Digital Brand Effect
The Nielsen Company
Nielsen has created a software platform that measures brand equity metrics in real time in order to see how a campaign has performed against its goals.
The software measures “brand lift,” which is the percentage increase of engagement, opinion, and awareness of a brand as a result of an advertising campaign. The metric can be used by marketers to see how their promotional activity has affected consumer perception of their brand. Perception is broken down into “awareness, attitude, favourability, intent, and preference,” and is measured through web-polls with a test and control sample.
On top of customer observations of brands, Nielsen looks at these additional factors when determining brand lift:
- Frequency of ad exposure
- Creative units or messages
- Distribution across sites and networks
- Campaign duration
While Digital Brand Effect assesses whether a brand name is strengthened in the mind of a consumer following exposure, it does not attempt to quantify or explain its value.
Measuring Brand Value – How Much Are Brands Worth?
Taking a step back from the implications of a valuable brand, this B2B International article takes a look at the intangible factors that can give brands their value.
The very real, albeit seemingly superficial, differences in brand equity perceptions among consumers are best illustrated in brand value case studies.

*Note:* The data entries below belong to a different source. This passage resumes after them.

use thiserror::Error;

use crate::storage::StorageError;
use crate::utils::UtilError;

#[derive(Debug, Error, Clone)]
pub enum SessionError {
    #[error("Storage error: {0}")]
    Storage(String),

    #[error("Token error: {0}")]
    Token(String),

    /// A detached page's state check did not hold up.
    #[error("State verification failed: {0}")]
    StateVerification(String),

    /// Error from utils operations
    #[error("Utils error: {0}")]
    Utils(#[from] UtilError),
}

impl From<StorageError> for SessionError {
    fn from(err: StorageError) -> Self {
        Self::Storage(err.to_string())
    }
}
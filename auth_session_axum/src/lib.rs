mod config;
mod error;
mod extract;
mod handlers;
mod router;
mod state;

pub use config::{
    AUTH_SESSION_ACCESS_CODE_LIFESPAN, AUTH_SESSION_ACCESS_CODE_LIFESPAN_LOGIN,
    AUTH_SESSION_ACCESS_CODE_LIFESPAN_USER_ACTION, AUTH_SESSION_REALMS, AUTH_SESSION_SSL_REQUIRED,
    realms_from_env,
};
pub use error::IntoResponseError;
pub use extract::AuthSessionRequest;
pub use router::{auth_session_router, auth_session_router_no_trace};
pub use state::AuthSessionState;

// Re-export the core crate so applications need only this one dependency
pub use auth_session;
pub use auth_session::{SessionServices, store_from_env};
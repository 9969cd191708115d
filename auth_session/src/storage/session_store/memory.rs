use async_trait::async_trait;
use std::collections::HashMap;
use tokio::sync::Mutex;
use uuid::Uuid;

use crate::realm::Realm;
use crate::storage::errors::StorageError;
use crate::storage::types::{
    AuthenticationSession, RootAuthenticationSession, TabRemoval, UserSession,
};
use crate::utils::gen_random_string;

use super::types::{AuthSessionStore, InMemoryAuthSessionStore};

impl InMemoryAuthSessionStore {
    pub fn new() -> Self {
        tracing::info!("Creating new in-memory auth session store");
        Self {
            roots: Mutex::new(HashMap::new()),
            user_sessions: Mutex::new(HashMap::new()),
        }
    }

    fn make_key(realm: &str, id: &str) -> String {
        format!("{realm}:{id}")
    }
}

impl Default for InMemoryAuthSessionStore {
    fn default() -> Self {
        Self::new()
    }
}

#[async_trait]
impl AuthSessionStore for InMemoryAuthSessionStore {
    async fn init(&self) -> Result<(), StorageError> {
        Ok(()) // Nothing to initialize for in-memory store
    }

    async fn create_root_session(
        &self,
        realm: &Realm,
        timestamp: i64,
    ) -> Result<RootAuthenticationSession, StorageError> {
        let root = RootAuthenticationSession {
            id: Uuid::new_v4().to_string(),
            realm: realm.name.clone(),
            timestamp,
            tabs: HashMap::new(),
        };
        self.roots
            .lock()
            .await
            .insert(Self::make_key(&realm.name, &root.id), root.clone());
        Ok(root)
    }

    async fn get_root_session(
        &self,
        realm: &Realm,
        id: &str,
    ) -> Result<Option<RootAuthenticationSession>, StorageError> {
        let key = Self::make_key(&realm.name, id);
        Ok(self.roots.lock().await.get(&key).cloned())
    }

    async fn remove_root_session(&self, realm: &Realm, id: &str) -> Result<(), StorageError> {
        let key = Self::make_key(&realm.name, id);
        self.roots.lock().await.remove(&key);
        Ok(())
    }

    async fn create_tab(
        &self,
        realm: &Realm,
        root_id: &str,
        client_id: &str,
    ) -> Result<Option<AuthenticationSession>, StorageError> {
        let key = Self::make_key(&realm.name, root_id);
        let mut roots = self.roots.lock().await;
        let Some(root) = roots.get_mut(&key) else {
            return Ok(None);
        };

        let mut tab_id = gen_random_string(8)?;
        while root.tabs.contains_key(&tab_id) {
            tab_id = gen_random_string(8)?;
        }

        let tab = AuthenticationSession {
            tab_id: tab_id.clone(),
            client_id: client_id.to_string(),
            root_session_id: root.id.clone(),
            realm: realm.name.clone(),
        };
        root.tabs.insert(tab_id, tab.clone());
        Ok(Some(tab))
    }

    async fn remove_tab(
        &self,
        realm: &Realm,
        root_id: &str,
        tab_id: &str,
    ) -> Result<TabRemoval, StorageError> {
        let key = Self::make_key(&realm.name, root_id);
        let mut roots = self.roots.lock().await;
        let Some(root) = roots.get_mut(&key) else {
            return Ok(TabRemoval::RootNotFound);
        };

        root.tabs.remove(tab_id);
        let remaining = root.tabs.len();
        if remaining == 0 {
            roots.remove(&key);
            return Ok(TabRemoval::RootRemoved);
        }
        Ok(TabRemoval::TabsRemaining(remaining))
    }

    async fn set_timestamp(
        &self,
        realm: &Realm,
        root_id: &str,
        timestamp: i64,
    ) -> Result<bool, StorageError> {
        let key = Self::make_key(&realm.name, root_id);
        match self.roots.lock().await.get_mut(&key) {
            Some(root) => {
                root.timestamp = timestamp;
                Ok(true)
            }
            None => Ok(false),
        }
    }

    async fn get_user_session(
        &self,
        realm: &Realm,
        id: &str,
    ) -> Result<Option<UserSession>, StorageError> {
        let key = Self::make_key(&realm.name, id);
        Ok(self.user_sessions.lock().await.get(&key).cloned())
    }

    async fn put_user_session(&self, session: UserSession) -> Result<(), StorageError> {
        let key = Self::make_key(&session.realm, &session.id);
        self.user_sessions.lock().await.insert(key, session);
        Ok(())
    }

    async fn remove_expired(&self, realm: &Realm, now: i64) -> Result<usize, StorageError> {
        let lifespan = realm.auth_session_lifespan();
        let mut roots = self.roots.lock().await;
        let before = roots.len();
        roots.retain(|_, root| root.realm != realm.name || !root.is_expired(now, lifespan));
        Ok(before - roots.len())
    }
}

In one particular study, people were given several pictures of cars and were told to list the car’s price. However, the same car was used and a different logo was superimposed in all the photos to make it seem like each car had a unique brand. Mercedes was routinely valued the highest, while Volkswagen was consistently worth more than Ford.
So what influences the perception of each brand’s valuation?
Beyond the material effects companies have, intangible assets have a massive impact on brand equity. These include:
- Customer loyalty (or goodwill) to the brand
- Public trust in the product
- The “cool” factor
- Corporate-social responsibility practices
- Skilled labour and patents
- Effective company procedures and distribution agreements
While all of these immaterial assets have value, it is extremely difficult to easily quantify them. During a sale of a company however, these intangibles are typically represented in the difference between the price paid for the business and the value of its fixed assets at that time.
However valuable immaterial assets like customer loyalty and public perception may be to a brand, they are also the most insecure – they can quickly dissipate following a company meltdown or breach of trust with consumers.
Trump Exaggerating His Net Worth (By 100%) In Presidential Bid
And now for something completely different and topical – Forbes Magazine attempted to evaluate Donald Trump’s brand equity.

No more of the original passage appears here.